## Assignment
Instruction for the data below: set down exactly the lines from the line with "repository 10753355ca8424d3" to the line with "pub const GRAD_CLIP_RMS: f64 = 5.0;", inclusive, and no others.

(Beginning of Data extracts)

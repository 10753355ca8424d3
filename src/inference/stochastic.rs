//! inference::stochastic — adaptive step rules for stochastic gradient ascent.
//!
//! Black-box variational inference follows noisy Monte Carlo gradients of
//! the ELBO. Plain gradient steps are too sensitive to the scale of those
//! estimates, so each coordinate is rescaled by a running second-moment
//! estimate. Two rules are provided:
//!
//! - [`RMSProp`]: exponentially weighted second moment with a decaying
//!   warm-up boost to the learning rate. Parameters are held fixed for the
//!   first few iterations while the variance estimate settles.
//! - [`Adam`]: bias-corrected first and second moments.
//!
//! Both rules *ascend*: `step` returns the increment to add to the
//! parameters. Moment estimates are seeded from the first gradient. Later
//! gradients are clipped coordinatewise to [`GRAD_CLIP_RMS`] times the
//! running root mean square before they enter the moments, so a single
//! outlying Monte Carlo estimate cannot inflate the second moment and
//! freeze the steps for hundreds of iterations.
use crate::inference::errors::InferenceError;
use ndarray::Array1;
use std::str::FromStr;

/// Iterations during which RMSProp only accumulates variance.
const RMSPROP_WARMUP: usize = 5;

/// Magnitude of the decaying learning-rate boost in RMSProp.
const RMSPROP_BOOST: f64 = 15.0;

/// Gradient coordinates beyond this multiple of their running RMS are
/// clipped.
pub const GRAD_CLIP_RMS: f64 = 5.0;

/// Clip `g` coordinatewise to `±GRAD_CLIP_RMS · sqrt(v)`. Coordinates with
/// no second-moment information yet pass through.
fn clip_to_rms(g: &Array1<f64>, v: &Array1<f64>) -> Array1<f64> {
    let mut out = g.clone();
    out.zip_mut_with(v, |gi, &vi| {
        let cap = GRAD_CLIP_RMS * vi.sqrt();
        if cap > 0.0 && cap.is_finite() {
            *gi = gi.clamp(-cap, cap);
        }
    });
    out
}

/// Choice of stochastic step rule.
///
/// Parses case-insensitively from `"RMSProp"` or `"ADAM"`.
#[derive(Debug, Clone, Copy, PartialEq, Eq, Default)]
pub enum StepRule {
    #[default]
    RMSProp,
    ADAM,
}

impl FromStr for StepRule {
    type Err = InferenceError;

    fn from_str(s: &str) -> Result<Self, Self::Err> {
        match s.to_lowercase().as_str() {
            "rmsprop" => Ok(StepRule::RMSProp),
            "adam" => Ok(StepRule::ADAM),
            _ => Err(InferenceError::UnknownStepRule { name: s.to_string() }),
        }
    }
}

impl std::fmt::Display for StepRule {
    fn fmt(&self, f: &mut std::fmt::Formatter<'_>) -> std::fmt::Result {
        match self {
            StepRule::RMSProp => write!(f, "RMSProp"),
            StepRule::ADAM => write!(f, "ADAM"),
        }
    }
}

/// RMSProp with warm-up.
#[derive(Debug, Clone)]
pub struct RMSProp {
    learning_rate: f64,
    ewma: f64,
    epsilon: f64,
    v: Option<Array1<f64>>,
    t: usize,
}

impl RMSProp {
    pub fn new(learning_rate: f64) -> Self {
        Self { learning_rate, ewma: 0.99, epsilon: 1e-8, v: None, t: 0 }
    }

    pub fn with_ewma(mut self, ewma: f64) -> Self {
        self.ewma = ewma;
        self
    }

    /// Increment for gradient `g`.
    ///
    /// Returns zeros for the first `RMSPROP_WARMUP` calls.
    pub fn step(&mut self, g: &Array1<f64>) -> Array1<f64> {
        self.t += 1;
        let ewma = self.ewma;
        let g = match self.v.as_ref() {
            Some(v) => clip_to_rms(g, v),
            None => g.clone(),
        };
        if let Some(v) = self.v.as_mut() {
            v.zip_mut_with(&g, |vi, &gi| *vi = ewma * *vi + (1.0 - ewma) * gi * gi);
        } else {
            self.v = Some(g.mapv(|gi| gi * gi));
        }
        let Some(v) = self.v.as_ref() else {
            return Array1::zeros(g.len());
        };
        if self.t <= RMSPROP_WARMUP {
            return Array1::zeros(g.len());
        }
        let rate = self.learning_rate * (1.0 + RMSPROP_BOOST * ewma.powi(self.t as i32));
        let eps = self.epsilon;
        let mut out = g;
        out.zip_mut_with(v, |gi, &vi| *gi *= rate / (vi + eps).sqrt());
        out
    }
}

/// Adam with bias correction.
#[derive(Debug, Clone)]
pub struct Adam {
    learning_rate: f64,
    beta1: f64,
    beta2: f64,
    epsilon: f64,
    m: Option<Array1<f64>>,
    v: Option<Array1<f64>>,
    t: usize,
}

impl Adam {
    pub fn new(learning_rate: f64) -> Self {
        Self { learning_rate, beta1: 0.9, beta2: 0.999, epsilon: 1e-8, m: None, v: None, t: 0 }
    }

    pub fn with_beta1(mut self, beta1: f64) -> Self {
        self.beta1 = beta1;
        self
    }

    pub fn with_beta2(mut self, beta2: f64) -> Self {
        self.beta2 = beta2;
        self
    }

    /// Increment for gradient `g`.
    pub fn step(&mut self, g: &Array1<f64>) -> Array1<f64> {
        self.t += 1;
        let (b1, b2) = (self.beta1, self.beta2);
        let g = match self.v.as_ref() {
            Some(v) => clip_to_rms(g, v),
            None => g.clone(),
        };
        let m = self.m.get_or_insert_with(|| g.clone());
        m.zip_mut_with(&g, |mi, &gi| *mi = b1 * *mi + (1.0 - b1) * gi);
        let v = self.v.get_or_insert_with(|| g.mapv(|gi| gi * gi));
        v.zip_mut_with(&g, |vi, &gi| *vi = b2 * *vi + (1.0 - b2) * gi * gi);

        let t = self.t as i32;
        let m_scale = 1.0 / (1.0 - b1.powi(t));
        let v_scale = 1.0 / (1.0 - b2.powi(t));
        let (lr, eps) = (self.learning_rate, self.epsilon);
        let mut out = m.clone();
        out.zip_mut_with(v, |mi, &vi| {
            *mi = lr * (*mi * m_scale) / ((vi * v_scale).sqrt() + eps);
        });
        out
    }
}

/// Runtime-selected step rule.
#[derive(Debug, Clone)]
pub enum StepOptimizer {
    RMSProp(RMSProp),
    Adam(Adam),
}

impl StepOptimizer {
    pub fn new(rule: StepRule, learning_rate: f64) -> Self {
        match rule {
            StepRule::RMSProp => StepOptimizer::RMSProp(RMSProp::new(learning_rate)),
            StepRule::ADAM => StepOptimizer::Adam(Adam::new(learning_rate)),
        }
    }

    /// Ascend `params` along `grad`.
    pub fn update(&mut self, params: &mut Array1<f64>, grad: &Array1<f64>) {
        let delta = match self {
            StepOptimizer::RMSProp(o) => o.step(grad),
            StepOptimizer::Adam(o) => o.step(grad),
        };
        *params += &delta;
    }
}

(End of Data extracts)
(Beginning of Data extracts)

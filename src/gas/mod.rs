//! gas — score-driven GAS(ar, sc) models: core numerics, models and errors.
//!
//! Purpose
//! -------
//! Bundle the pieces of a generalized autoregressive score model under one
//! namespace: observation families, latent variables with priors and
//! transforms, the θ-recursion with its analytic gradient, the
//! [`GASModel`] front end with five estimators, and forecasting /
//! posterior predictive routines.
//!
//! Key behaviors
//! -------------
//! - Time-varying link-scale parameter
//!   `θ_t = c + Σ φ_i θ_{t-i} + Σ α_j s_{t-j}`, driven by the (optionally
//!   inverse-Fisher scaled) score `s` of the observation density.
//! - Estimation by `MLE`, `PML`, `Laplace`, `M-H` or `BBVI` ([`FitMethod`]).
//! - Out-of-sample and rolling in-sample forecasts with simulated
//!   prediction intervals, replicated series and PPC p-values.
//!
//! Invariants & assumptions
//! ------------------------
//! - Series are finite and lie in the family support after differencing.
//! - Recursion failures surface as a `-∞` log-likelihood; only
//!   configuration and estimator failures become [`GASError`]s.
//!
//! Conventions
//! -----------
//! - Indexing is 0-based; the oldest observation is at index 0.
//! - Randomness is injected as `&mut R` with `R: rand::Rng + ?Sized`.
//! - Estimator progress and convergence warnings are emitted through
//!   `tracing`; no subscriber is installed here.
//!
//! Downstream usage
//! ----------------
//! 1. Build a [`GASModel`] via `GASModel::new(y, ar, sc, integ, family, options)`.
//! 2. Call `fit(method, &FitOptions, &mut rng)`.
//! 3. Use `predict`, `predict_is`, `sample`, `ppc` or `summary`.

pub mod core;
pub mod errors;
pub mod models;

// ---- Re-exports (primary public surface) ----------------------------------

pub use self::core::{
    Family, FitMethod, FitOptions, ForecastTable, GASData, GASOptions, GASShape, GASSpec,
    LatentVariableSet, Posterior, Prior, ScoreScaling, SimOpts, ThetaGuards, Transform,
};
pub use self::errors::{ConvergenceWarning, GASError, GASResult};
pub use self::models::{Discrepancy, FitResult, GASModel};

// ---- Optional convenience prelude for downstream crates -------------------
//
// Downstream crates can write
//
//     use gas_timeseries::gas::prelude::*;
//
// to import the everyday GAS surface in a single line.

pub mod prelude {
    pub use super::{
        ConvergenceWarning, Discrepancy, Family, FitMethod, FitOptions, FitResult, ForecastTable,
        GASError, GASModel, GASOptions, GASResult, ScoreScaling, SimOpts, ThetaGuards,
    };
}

(End of Data extracts)

## Solution to this problem
repository 10753355ca8424d3
filename src/inference/stochastic.rs
//! inference::stochastic — adaptive step rules for stochastic gradient ascent.
//!
//! Black-box variational inference follows noisy Monte Carlo gradients of
//! the ELBO. Plain gradient steps are too sensitive to the scale of those
//! estimates, so each coordinate is rescaled by a running second-moment
//! estimate. Two rules are provided:
//!
//! - [`RMSProp`]: exponentially weighted second moment with a decaying
//!   warm-up boost to the learning rate. Parameters are held fixed for the
//!   first few iterations while the variance estimate settles.
//! - [`Adam`]: bias-corrected first and second moments.
//!
//! Both rules *ascend*: `step` returns the increment to add to the
//! parameters. Moment estimates are seeded from the first gradient. Later
//! gradients are clipped coordinatewise to [`GRAD_CLIP_RMS`] times the
//! running root mean square before they enter the moments, so a single
//! outlying Monte Carlo estimate cannot inflate the second moment and
//! freeze the steps for hundreds of iterations.
use crate::inference::errors::InferenceError;
use ndarray::Array1;
use std::str::FromStr;

/// Iterations during which RMSProp only accumulates variance.
const RMSPROP_WARMUP: usize = 5;

/// Magnitude of the decaying learning-rate boost in RMSProp.
const RMSPROP_BOOST: f64 = 15.0;

/// Gradient coordinates beyond this multiple of their running RMS are
/// clipped.
pub const GRAD_CLIP_RMS: f64 = 5.0;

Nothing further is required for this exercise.